Love and understand the Italians,

for the people are more marvelous

than the land.

E. M. Forster,
Where Angels Fear to Tread

 

 

 

For Filiberto Signore

 

Prologue

Beacon Hill, Boston

Winter, 1871

 

The crystal goblet had shattered in his hand. Unaccountably. Suddenly. The first thought that had flown through Reed Garrett’s mind was that his reflexes had been too fast, because he’d closed his fingers quickly and tightly over the sparkling shards and blood had spewed onto the pristine kitchen tiles.

He wasn’t really worried. The cut hurt like blazes, but it didn’t seem too deep and he was sure the tendon hadn’t been severed. His mother was worried, though. More than worried. When one of the maids had howled at the sight of his blood, his mother had come running—and almost swooned. Quickly, however, she’d gone into action and sent the butler, then the cook, then, alternately, two housemaids to fetch the doctor, a close friend of the family who lived next door in a nearly identical Palladian mansion.

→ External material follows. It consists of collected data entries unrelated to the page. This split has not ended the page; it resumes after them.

use tracing_subscriber::{fmt::SubscriberBuilder, EnvFilter};

/// Sets up the global tracing subscriber with a fmt formatter and env filter.
///
/// `default_filter` applies when `RUST_LOG` is not set. `REHOST_LOG_COMPACT=1`
/// drops file/line locations for terse operator output.
pub fn init_tracing(default_filter: &str) -> Result<(), anyhow::Error> {
    let filter =
        EnvFilter::try_from_default_env().unwrap_or_else(|_| EnvFilter::new(default_filter));
    let with_locations = !crate::util::env::env_flag("REHOST_LOG_COMPACT", false);

    SubscriberBuilder::default()
        .with_env_filter(filter)
        .with_target(true)
        .with_line_number(with_locations)
        .with_file(with_locations)
        .try_init()
        .map_err(|e| anyhow::anyhow!("failed to initialize tracing: {}", e))
}
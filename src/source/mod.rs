//! Paginated access to the remote tabular source.

mod http;

pub use http::HttpTabularSource;

use std::collections::HashSet;
use std::time::Duration;

use async_trait::async_trait;
use serde::{Deserialize, Serialize};
use serde_json::{Map, Value};
use tokio_util::sync::CancellationToken;
use tracing::{debug, info, warn};

use crate::error::SourceError;

/// One row in the remote source. Only the attachment and output fields matter
/// here; everything else is passed through untouched.
#[derive(Debug, Clone, PartialEq, Serialize, Deserialize)]
pub struct SourceRecord {
    pub id: String,
    #[serde(default)]
    pub fields: Map<String, Value>,
}

impl SourceRecord {
    pub fn new(id: impl Into<String>, fields: Value) -> Self {
        Self {
            id: id.into(),
            fields: match fields {
                Value::Object(map) => map,
                _ => Map::new(),
            },
        }
    }

    /// Human label for error reports, read from `title_field` when it holds a string.
    pub fn title(&self, title_field: Option<&str>) -> Option<String> {
        title_field
            .and_then(|f| self.fields.get(f))
            .and_then(|v| v.as_str())
            .map(str::to_string)
    }
}

#[derive(Debug, Clone, Default)]
pub struct SourcePage {
    pub records: Vec<SourceRecord>,
    pub next_cursor: Option<String>,
}

/// How the source applies field updates.
#[derive(Debug, Clone, Copy, Default, PartialEq, Eq)]
pub enum UpdateMode {
    /// Only the sent fields change.
    #[default]
    Partial,
    /// The sent field set replaces the record's fields; callers must merge.
    Replace,
}

#[async_trait]
pub trait TabularSource: Send + Sync {
    async fn list(&self, cursor: Option<&str>) -> Result<SourcePage, SourceError>;

    async fn patch_fields(
        &self,
        record_id: &str,
        fields: &Map<String, Value>,
    ) -> Result<(), SourceError>;

    fn update_mode(&self) -> UpdateMode {
        UpdateMode::Partial
    }
}

/// Retry budget for page fetches. Separate from the upload quota.
#[derive(Debug, Clone, Copy, PartialEq, Eq)]
pub struct ListingRetry {
    pub attempts: u32,
    pub delay: Duration,
}

impl Default for ListingRetry {
    fn default() -> Self {
        Self {
            attempts: 3,
            delay: Duration::from_secs(2),
        }
    }
}

/// Follow cursors until exhausted and return every record in listing order.
///
/// Each page is retried on transient failures; anything else, or running out of
/// attempts, fails the whole listing.
pub async fn fetch_all(
    source: &dyn TabularSource,
    retry: &ListingRetry,
    shutdown: &CancellationToken,
) -> Result<Vec<SourceRecord>, SourceError> {
    let mut records = Vec::new();
    let mut cursor: Option<String> = None;
    let mut seen_cursors: HashSet<String> = HashSet::new();
    let mut pages = 0usize;

    loop {
        let page = fetch_page(source, cursor.as_deref(), retry, shutdown).await?;
        pages += 1;
        debug!(
            page = pages,
            records = page.records.len(),
            "fetched source page"
        );
        records.extend(page.records);

        match page.next_cursor.filter(|c| !c.is_empty()) {
            Some(next) => {
                if !seen_cursors.insert(next.clone()) {
                    return Err(SourceError::Malformed(format!(
                        "pagination cursor {next} repeated"
                    )));
                }
                cursor = Some(next);
            }
            None => break,
        }
    }

    info!(pages, records = records.len(), "source listing complete");
    Ok(records)
}

async fn fetch_page(
    source: &dyn TabularSource,
    cursor: Option<&str>,
    retry: &ListingRetry,
    shutdown: &CancellationToken,
) -> Result<SourcePage, SourceError> {
    let mut attempt = 1u32;
    loop {
        match source.list(cursor).await {
            Ok(page) => return Ok(page),
            Err(err) if err.is_transient() && attempt < retry.attempts.max(1) => {
                warn!(attempt, error = %err, "source page fetch failed; retrying");
                tokio::select! {
                    biased;
                    _ = shutdown.cancelled() => return Err(SourceError::Cancelled),
                    _ = tokio::time::sleep(retry.delay) => {}
                }
                attempt += 1;
            }
            Err(err) => return Err(err),
        }
    }
}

While all the commotion was going on, Reed calmly collected a pan, water, and chunks of ice, and placed them on a chopping table. He’d just thrust his hand into the pan when Dr. John Joseph Ledbetter was ushered into the kitchen, his medical bag in one hand, smelling salts in the other.

“I remember what the sight of blood does to you, my dear,” he said as he winked at Reed, then wafted the salts beneath Leonora’s aquiline nose.

“It’s not the sight of blood, it’s the sight of my
son’s
blood,” Leonora said, pushing his hand away and placing her fingers on Reed’s inky hair. “Now, see to my boy’s cut before he bleeds to death and I have to explain to his father how his best friend let it happen.”

John smiled. “There’s a lot of blood in that water, Leonora, but I doubt your son’s going to bleed to death.” He gently withdrew Reed’s hand and carefully checked it. “It’s a nasty wound, but nothing too serious.”

Over his mother’s heavy sigh, Reed asked, his gray eyes merry, “About three stitches, sir?”

“Precisely.” John looked over the top of his glasses. “How did you come to that conclusion?”

Reed merely shrugged his broad shoulders. And John turned to his bag, removing first a linen towel to place a number of items on it. Gently, he swabbed the cut, then began to sew.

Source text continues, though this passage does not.